• David Steuer

Yes, It’s Possible to Overdose on Caffeine—So Here’s What to Do If You Drank Too Much

Updated: Mar 28, 2019

Runners love their coffee—and for good reason. There are many ways in which a prerun cup can make you a better runner: improving reaction time, boosting mood, and making exercise feel easier. There’s even evidence it can speed certain runners up (though it may slow others down). Still, you can have too much of a good thing.

Perhaps you feel your heart racing out of control during an easy jog, when you realize that triple shot of espresso was maybe a mistake. Your hands shake as you wipe sweat off your face.

You’re officially buzzed—and not in a good way.

The good news is that mild caffeine over-indulgences (like an extra cup of coffee or two) are not dangerous, says Samantha Heller, R.D., a senior clinical nutritionist at the NYU Langone Medical Center.

Still, feeling like your heart is thumping to a dubstep beat isn’t pleasant.

Which brings us to the bad news: You’re going to be feeling like this for a while.

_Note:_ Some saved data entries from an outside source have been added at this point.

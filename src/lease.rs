//! Scoped lease over the two pieces of page state a capture borrows:
//! the surface's scroll offset and the visibility of fixed/sticky elements.
//!
//! Release is explicit and async. A lease dropped without being released
//! (e.g. the capture future was dropped by its caller) schedules the same
//! restoration on the current tokio runtime.

use crate::geometry::Point;
use crate::host::{ElementRef, Host, ScrollSurface};
use crate::surface::bounded;
use crate::{Error, Result};
use log::{debug, warn};

pub struct PageLease<H: Host> {
    host: H,
    surface: ScrollSurface,
    original_scroll: Point,
    hidden: Vec<ElementRef>,
    timeout_ms: u64,
    released: bool,
}

impl<H: Host> PageLease<H> {
    /// Take the lease, remembering `original_scroll` as the offset to restore.
    pub fn acquire(host: &H, surface: &ScrollSurface, original_scroll: Point, timeout_ms: u64) -> Self {
        debug!("lease acquired on {:?} at ({}, {})", surface, original_scroll.x, original_scroll.y);
        Self {
            host: host.clone(),
            surface: surface.clone(),
            original_scroll,
            hidden: Vec::new(),
            timeout_ms,
            released: false,
        }
    }

    pub fn original_scroll(&self) -> Point {
        self.original_scroll
    }

    pub fn hidden(&self) -> &[ElementRef] {
        &self.hidden
    }

    /// Hide every currently visible fixed/sticky element. Returns how many
    /// were hidden; they stay hidden until release.
    pub async fn suppress_fixed(&mut self) -> Result<usize> {
        let found = bounded(self.timeout_ms, self.host.fixed_elements(), Error::Unmeasurable).await?;
        let fresh: Vec<ElementRef> = found.into_iter().filter(|e| !self.hidden.contains(e)).collect();
        if fresh.is_empty() {
            return Ok(0);
        }
        // record before hiding so a failed call is still undone on release
        self.hidden.extend(fresh.iter().cloned());
        bounded(self.timeout_ms, self.host.set_element_visibility(&fresh, true), Error::Unmeasurable).await?;
        debug!("suppressed {} fixed elements", fresh.len());
        Ok(fresh.len())
    }

    /// Restore visibility and scroll offset. Both steps are attempted even if
    /// the first fails; the first error is returned.
    pub async fn release(mut self) -> Result<()> {
        let res = restore(&self.host, &self.surface, &self.hidden, self.original_scroll, self.timeout_ms).await;
        self.released = true;
        res
    }
}

async fn restore<H: Host>(host: &H, surface: &ScrollSurface, hidden: &[ElementRef], scroll: Point, timeout_ms: u64) -> Result<()> {
    let shown = if hidden.is_empty() {
        Ok(())
    } else {
        bounded(timeout_ms, host.set_element_visibility(hidden, false), Error::Unmeasurable).await
    };
    let scrolled = bounded(timeout_ms, host.scroll_to(surface, scroll.x, scroll.y), Error::Unmeasurable).await;
    host.clear_progress();
    debug!("lease released on {:?}", surface);
    shown.and(scrolled)
}

impl<H: Host> Drop for PageLease<H> {
    fn drop(&mut self) {
        if self.released {
            return;
        }
        warn!("page lease dropped without release; restoring in background");
        let host = self.host.clone();
        let surface = self.surface.clone();
        let hidden = std::mem::take(&mut self.hidden);
        let scroll = self.original_scroll;
        let timeout_ms = self.timeout_ms;
        match tokio::runtime::Handle::try_current() {
            Ok(handle) => {
                handle.spawn(async move {
                    if let Err(e) = restore(&host, &surface, &hidden, scroll, timeout_ms).await {
                        warn!("background restore failed: {}", e);
                    }
                });
            }
            Err(_) => warn!("no runtime available; page state for {:?} left as-is", surface),
        }
    }
}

“Four to six hours is the general rule of thumb for how long it takes caffeine to wear off,” says Heller.

However, there’s a range in how people metabolize the stimulant. Your weight, genetics, and tolerance will determine how edgy you feel and for how long. Unfortunately, there’s not a ton you can do to speed up that process, says Heller.

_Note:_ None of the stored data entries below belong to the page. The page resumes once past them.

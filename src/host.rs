//! Host capabilities consumed by the capture engine.
//!
//! A `Host` is one capture target (a browser tab, a webview, a test double).
//! The engine only reads geometry, moves scroll offsets, toggles element
//! visibility and asks for viewport rasters through this trait.

use crate::geometry::{LayoutProbe, Rect, Size};
use crate::{ImageFormat, Result};
use serde::{Deserialize, Serialize};
use std::future::Future;

/// Opaque handle to an element inside the hosted document.
#[derive(Debug, Clone, PartialEq, Eq, Hash, Serialize, Deserialize)]
pub struct ElementRef(pub String);

impl ElementRef {
    pub fn new(id: impl Into<String>) -> Self {
        Self(id.into())
    }

    pub fn as_str(&self) -> &str {
        &self.0
    }
}

/// The thing that scrolls during a capture: the top-level document or an
/// internally-scrolling element.
///
/// Fixed for the lifetime of one interaction; never re-derived mid-operation.
#[derive(Debug, Clone, PartialEq, Eq, Hash, Default)]
pub enum ScrollSurface {
    #[default]
    Window,
    Container(ElementRef),
}

/// Computed `overflow-y` of a candidate element.
#[derive(Debug, Clone, Copy, PartialEq, Eq, Serialize, Deserialize)]
#[serde(rename_all = "lowercase")]
pub enum Overflow {
    Visible,
    Hidden,
    Clip,
    Auto,
    Scroll,
}

impl Overflow {
    /// Whether the user can scroll an element with this overflow.
    pub fn scrolls(self) -> bool {
        matches!(self, Overflow::Auto | Overflow::Scroll)
    }
}

/// Layout facts about one element that might be the page's real scroller.
#[derive(Debug, Clone, PartialEq, Serialize, Deserialize)]
#[serde(rename_all = "camelCase")]
pub struct ContainerCandidate {
    pub element: ElementRef,
    pub overflow_y: Overflow,
    pub scroll_height: f64,
    pub client_height: f64,
    /// Border box in viewport space
    pub bounds: Rect,
}

impl ContainerCandidate {
    /// Height that can be scrolled past the visible box.
    pub fn scrollable_height(&self) -> f64 {
        self.scroll_height - self.client_height
    }
}

/// Candidates gathered by the host for container detection.
///
/// `structural` lists elements matching the "main content" patterns in
/// priority order; `blocks` lists every other block-level element.
#[derive(Debug, Clone, PartialEq, Default, Serialize, Deserialize)]
pub struct DetectionProbe {
    pub structural: Vec<ContainerCandidate>,
    pub blocks: Vec<ContainerCandidate>,
    pub viewport: Size,
}

/// Capabilities the capture engine needs from its environment.
///
/// Implementations must be cheap to clone (they are handles). Every call may
/// be bounded by a timeout on the engine side, so implementations should not
/// rely on running to completion.
pub trait Host: Clone + Send + Sync + 'static {
    /// Raw layout metrics of `surface`.
    fn measure_scroll(&self, surface: &ScrollSurface) -> impl Future<Output = Result<LayoutProbe>> + Send;

    /// Jump (no animation) to the given scroll offset. Out-of-range targets
    /// clamp; scrolling to the current offset is a no-op.
    fn scroll_to(&self, surface: &ScrollSurface, x: f64, y: f64) -> impl Future<Output = Result<()>> + Send;

    /// Encoded raster of the whole visible viewport.
    ///
    /// Rejections for privileged documents are reported as
    /// [`crate::Error::RestrictedSurface`].
    fn capture_viewport(&self, format: ImageFormat, quality: u8) -> impl Future<Output = Result<Vec<u8>>> + Send;

    /// Currently visible fixed or sticky positioned elements.
    fn fixed_elements(&self) -> impl Future<Output = Result<Vec<ElementRef>>> + Send;

    /// Toggle the `visibility` of `elements` without touching layout.
    fn set_element_visibility(&self, elements: &[ElementRef], hidden: bool) -> impl Future<Output = Result<()>> + Send;

    /// Candidate scroll containers for detection.
    fn probe_containers(&self) -> impl Future<Output = Result<DetectionProbe>> + Send;

    /// Fire-and-forget progress notification.
    fn send_progress(&self, percent: u8);

    /// Remove any progress indicator. Called on every exit path.
    fn clear_progress(&self) {}
}

#[cfg(test)]
mod tests {
    use super::*;

    #[test]
    fn overflow_parses_from_css_keywords() {
        let o: Overflow = serde_json::from_str("\"auto\"").unwrap();
        assert!(o.scrolls());
        let o: Overflow = serde_json::from_str("\"hidden\"").unwrap();
        assert!(!o.scrolls());
    }

    #[test]
    fn candidate_deserializes_from_probe_json() {
        let json = r#"{"element":"rf-3","overflowY":"scroll","scrollHeight":2400,"clientHeight":600,
            "bounds":{"x":0,"y":60,"width":1280,"height":600}}"#;
        let c: ContainerCandidate = serde_json::from_str(json).unwrap();
        assert_eq!(c.element.as_str(), "rf-3");
        assert_eq!(c.scrollable_height(), 1800.0);
    }
}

Adam Splaver, M.D., a South Florida cardiologist, suggests hydrating well to flush the caffeine out of your system. Exercise may also help, since it will torch excess energy while speeding up your metabolism—so continue that run.

If you start to feel yourself panicking, Heller recommends taking a deep breath and reminding yourself that the situation is chemically induced and temporary, since caffeine is a central nervous system stimulant.

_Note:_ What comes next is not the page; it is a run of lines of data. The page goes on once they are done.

//! In-memory capture host used by the integration tests.
//!
//! Every pixel of a rendered viewport encodes which content device row and
//! column it shows, so stitched output can be checked row by row:
//! `R = row & 0xff`, `G = row >> 8`, `B = col & 0xff`. Alpha tells surfaces
//! apart (window, inner container, fixed header).

#![allow(dead_code)]

use image::{Rgba, RgbaImage};
use rfcapture::geometry::LayoutProbe;
use rfcapture::host::{ContainerCandidate, DetectionProbe, Overflow};
use rfcapture::{ElementRef, Error, Host, ImageFormat, Point, Rect, Result, ScrollSurface, Size};
use std::io::Cursor;
use std::sync::{Arc, Mutex};
use tokio::time::Instant;

pub const WINDOW_ALPHA: u8 = 255;
pub const CONTAINER_ALPHA: u8 = 254;
pub const HEADER_ALPHA: u8 = 200;

pub const CONTAINER_ID: &str = "rf-main";
pub const HEADER_ID: &str = "rf-header";

#[derive(Debug, Clone)]
pub struct FakeContainer {
    pub origin: Point,
    pub client: Size,
    pub content: Size,
    pub scroll: Point,
}

#[derive(Debug)]
pub struct PageState {
    pub content: Size,
    pub viewport: Size,
    pub dpr: f64,
    pub scroll: Point,
    pub container: Option<FakeContainer>,
    /// Height of a fixed header pinned to the top of the viewport; 0 for none
    pub header_height: f64,
    pub header_hidden: bool,
    /// Advertise the container as a structural match during detection
    pub detectable: bool,
    /// Fail the capture with this (zero-based) index as restricted
    pub fail_capture_at: Option<usize>,
    pub captures: Vec<Instant>,
    pub scrolls: Vec<(ScrollSurface, f64, f64)>,
    pub progress: Vec<u8>,
    pub progress_cleared: usize,
}

#[derive(Clone)]
pub struct FakeHost {
    pub state: Arc<Mutex<PageState>>,
}

impl FakeHost {
    pub fn page(viewport: Size, content: Size, dpr: f64) -> Self {
        Self {
            state: Arc::new(Mutex::new(PageState {
                content,
                viewport,
                dpr,
                scroll: Point::default(),
                container: None,
                header_height: 0.0,
                header_hidden: false,
                detectable: false,
                fail_capture_at: None,
                captures: Vec::new(),
                scrolls: Vec::new(),
                progress: Vec::new(),
                progress_cleared: 0,
            })),
        }
    }

    pub fn with_header(self, height: f64) -> Self {
        self.state.lock().unwrap().header_height = height;
        self
    }

    pub fn with_scroll(self, x: f64, y: f64) -> Self {
        self.state.lock().unwrap().scroll = Point::new(x, y);
        self
    }

    pub fn with_container(self, container: FakeContainer, detectable: bool) -> Self {
        {
            let mut s = self.state.lock().unwrap();
            s.container = Some(container);
            s.detectable = detectable;
        }
        self
    }

    pub fn failing_capture(self, index: usize) -> Self {
        self.state.lock().unwrap().fail_capture_at = Some(index);
        self
    }

    pub fn scroll(&self) -> Point {
        self.state.lock().unwrap().scroll
    }

    pub fn container_scroll(&self) -> Option<Point> {
        self.state.lock().unwrap().container.as_ref().map(|c| c.scroll)
    }

    pub fn header_hidden(&self) -> bool {
        self.state.lock().unwrap().header_hidden
    }

    pub fn captures(&self) -> Vec<Instant> {
        self.state.lock().unwrap().captures.clone()
    }

    pub fn progress(&self) -> Vec<u8> {
        self.state.lock().unwrap().progress.clone()
    }

    pub fn progress_cleared(&self) -> usize {
        self.state.lock().unwrap().progress_cleared
    }

    fn container_ref() -> ElementRef {
        ElementRef::new(CONTAINER_ID)
    }
}

fn clamp(v: f64, max: f64) -> f64 {
    v.max(0.0).min(max.max(0.0))
}

fn device(v: f64, dpr: f64) -> u32 {
    (v * dpr).round() as u32
}

fn encode_pixel(row: u32, col: u32, alpha: u8) -> Rgba<u8> {
    Rgba([(row & 0xff) as u8, ((row >> 8) & 0xff) as u8, (col & 0xff) as u8, alpha])
}

/// Content device row and column a pixel encodes.
pub fn decode_pixel(p: &Rgba<u8>) -> (u32, u32) {
    (u32::from(p[0]) | (u32::from(p[1]) << 8), u32::from(p[2]))
}

fn render(s: &PageState) -> RgbaImage {
    let dpr = s.dpr;
    let w = device(s.viewport.width, dpr);
    let h = device(s.viewport.height, dpr);
    let sx = device(s.scroll.x, dpr);
    let sy = device(s.scroll.y, dpr);
    let header_rows = if s.header_hidden { 0 } else { device(s.header_height, dpr) };

    RgbaImage::from_fn(w, h, |c, r| {
        if r < header_rows {
            return Rgba([0, 0, 0, HEADER_ALPHA]);
        }
        if let Some(cont) = &s.container {
            let (ox, oy) = (device(cont.origin.x, dpr), device(cont.origin.y, dpr));
            let (cw, ch) = (device(cont.client.width, dpr), device(cont.client.height, dpr));
            if c >= ox && c < ox + cw && r >= oy && r < oy + ch {
                let row = r - oy + device(cont.scroll.y, dpr);
                let col = c - ox + device(cont.scroll.x, dpr);
                return encode_pixel(row, col, CONTAINER_ALPHA);
            }
        }
        encode_pixel(r + sy, c + sx, WINDOW_ALPHA)
    })
}

fn to_png(img: &RgbaImage) -> Vec<u8> {
    let mut buf = Cursor::new(Vec::new());
    img.write_to(&mut buf, image::ImageFormat::Png).unwrap();
    buf.into_inner()
}

impl Host for FakeHost {
    async fn measure_scroll(&self, surface: &ScrollSurface) -> Result<LayoutProbe> {
        let s = self.state.lock().unwrap();
        match surface {
            ScrollSurface::Window => Ok(LayoutProbe {
                scroll_size: s.content,
                offset_size: s.content,
                client_size: s.viewport,
                scroll_offset: s.scroll,
                origin: Point::default(),
                device_pixel_ratio: s.dpr,
            }),
            ScrollSurface::Container(el) => {
                let c = s
                    .container
                    .as_ref()
                    .filter(|_| el.as_str() == CONTAINER_ID)
                    .ok_or_else(|| Error::DetachedTarget(el.as_str().to_string()))?;
                Ok(LayoutProbe {
                    scroll_size: c.content,
                    offset_size: c.content,
                    client_size: c.client,
                    scroll_offset: c.scroll,
                    origin: c.origin,
                    device_pixel_ratio: s.dpr,
                })
            }
        }
    }

    async fn scroll_to(&self, surface: &ScrollSurface, x: f64, y: f64) -> Result<()> {
        let mut s = self.state.lock().unwrap();
        s.scrolls.push((surface.clone(), x, y));
        match surface {
            ScrollSurface::Window => {
                let (mx, my) = (s.content.width - s.viewport.width, s.content.height - s.viewport.height);
                s.scroll = Point::new(clamp(x, mx), clamp(y, my));
            }
            ScrollSurface::Container(el) => {
                let c = s
                    .container
                    .as_mut()
                    .filter(|_| el.as_str() == CONTAINER_ID)
                    .ok_or_else(|| Error::DetachedTarget(el.as_str().to_string()))?;
                let (mx, my) = (c.content.width - c.client.width, c.content.height - c.client.height);
                c.scroll = Point::new(clamp(x, mx), clamp(y, my));
            }
        }
        Ok(())
    }

    async fn capture_viewport(&self, _format: ImageFormat, _quality: u8) -> Result<Vec<u8>> {
        let img = {
            let mut s = self.state.lock().unwrap();
            let index = s.captures.len();
            s.captures.push(Instant::now());
            if s.fail_capture_at == Some(index) {
                return Err(Error::RestrictedSurface("privileged page".into()));
            }
            render(&s)
        };
        Ok(to_png(&img))
    }

    async fn fixed_elements(&self) -> Result<Vec<ElementRef>> {
        let s = self.state.lock().unwrap();
        if s.header_height > 0.0 && !s.header_hidden {
            Ok(vec![ElementRef::new(HEADER_ID)])
        } else {
            Ok(Vec::new())
        }
    }

    async fn set_element_visibility(&self, elements: &[ElementRef], hidden: bool) -> Result<()> {
        let mut s = self.state.lock().unwrap();
        if elements.iter().any(|e| e.as_str() == HEADER_ID) {
            s.header_hidden = hidden;
        }
        Ok(())
    }

    async fn probe_containers(&self) -> Result<DetectionProbe> {
        let s = self.state.lock().unwrap();
        let structural = match (&s.container, s.detectable) {
            (Some(c), true) => vec![ContainerCandidate {
                element: Self::container_ref(),
                overflow_y: Overflow::Auto,
                scroll_height: c.content.height,
                client_height: c.client.height,
                bounds: Rect::new(c.origin.x, c.origin.y, c.client.width, c.client.height),
            }],
            _ => Vec::new(),
        };
        Ok(DetectionProbe {
            structural,
            blocks: Vec::new(),
            viewport: s.viewport,
        })
    }

    fn send_progress(&self, percent: u8) {
        self.state.lock().unwrap().progress.push(percent);
    }

    fn clear_progress(&self) {
        self.state.lock().unwrap().progress_cleared += 1;
    }
}

/// Decode a PNG capture result.
pub fn decode(bytes: &[u8]) -> RgbaImage {
    image::load_from_memory(bytes).unwrap().to_rgba8()
}

/// Assert that output row `k` shows content device row `first_row + k` for
/// every row at or below `from`, and that the row came from `alpha`.
pub fn assert_rows(img: &RgbaImage, from: u32, first_row: u32, alpha: u8) {
    for y in from..img.height() {
        for x in [0, img.width() / 2, img.width() - 1] {
            let p = img.get_pixel(x, y);
            assert_eq!(p[3], alpha, "surface at ({}, {})", x, y);
            let (row, _) = decode_pixel(p);
            assert_eq!(row, (first_row + y) & 0xffff, "row at ({}, {})", x, y);
        }
    }
}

“It affects the body chemistry in ways that make us launch into fight or flight mode,” she says, so freaking out only makes the situation worse.

Want to make sure you never experience this horrible state of being again?

Try these 7 Ways to Boost Your Energy Without Caffeine—and if you really can’t go without your cup of joe, limit your caffeine intake to 400 milligrams a day, says Heller. Most brewed coffee has anywhere from 80 to 200 milligrams.

(For an amazing coffee with naturally bold flavors, check out The Marathon Roast from the Runner’s World store.)

“There’s a lot of variation depending on how it’s made and what type of coffee it is,” she explains.

Two or three cups is fine—four cups may even be safe if you have a high caffeine tolerance. Going over that, though, is asking for trouble.

And if you start feeling nauseous, faint or dizzy, you may be tottering on the edge of a true overdose. While rare, overdoses can be serious, especially if you have a known heart condition or high blood pressure.

“[An overdose] can cause heart rhythm disturbances, vasoconstriction, heart attack, stroke, and high blood pressure in certain populations,” says Splaver.

If you think you’ve truly overdosed, you should head to the emergency room—just don’t blame your barista for over-serving you.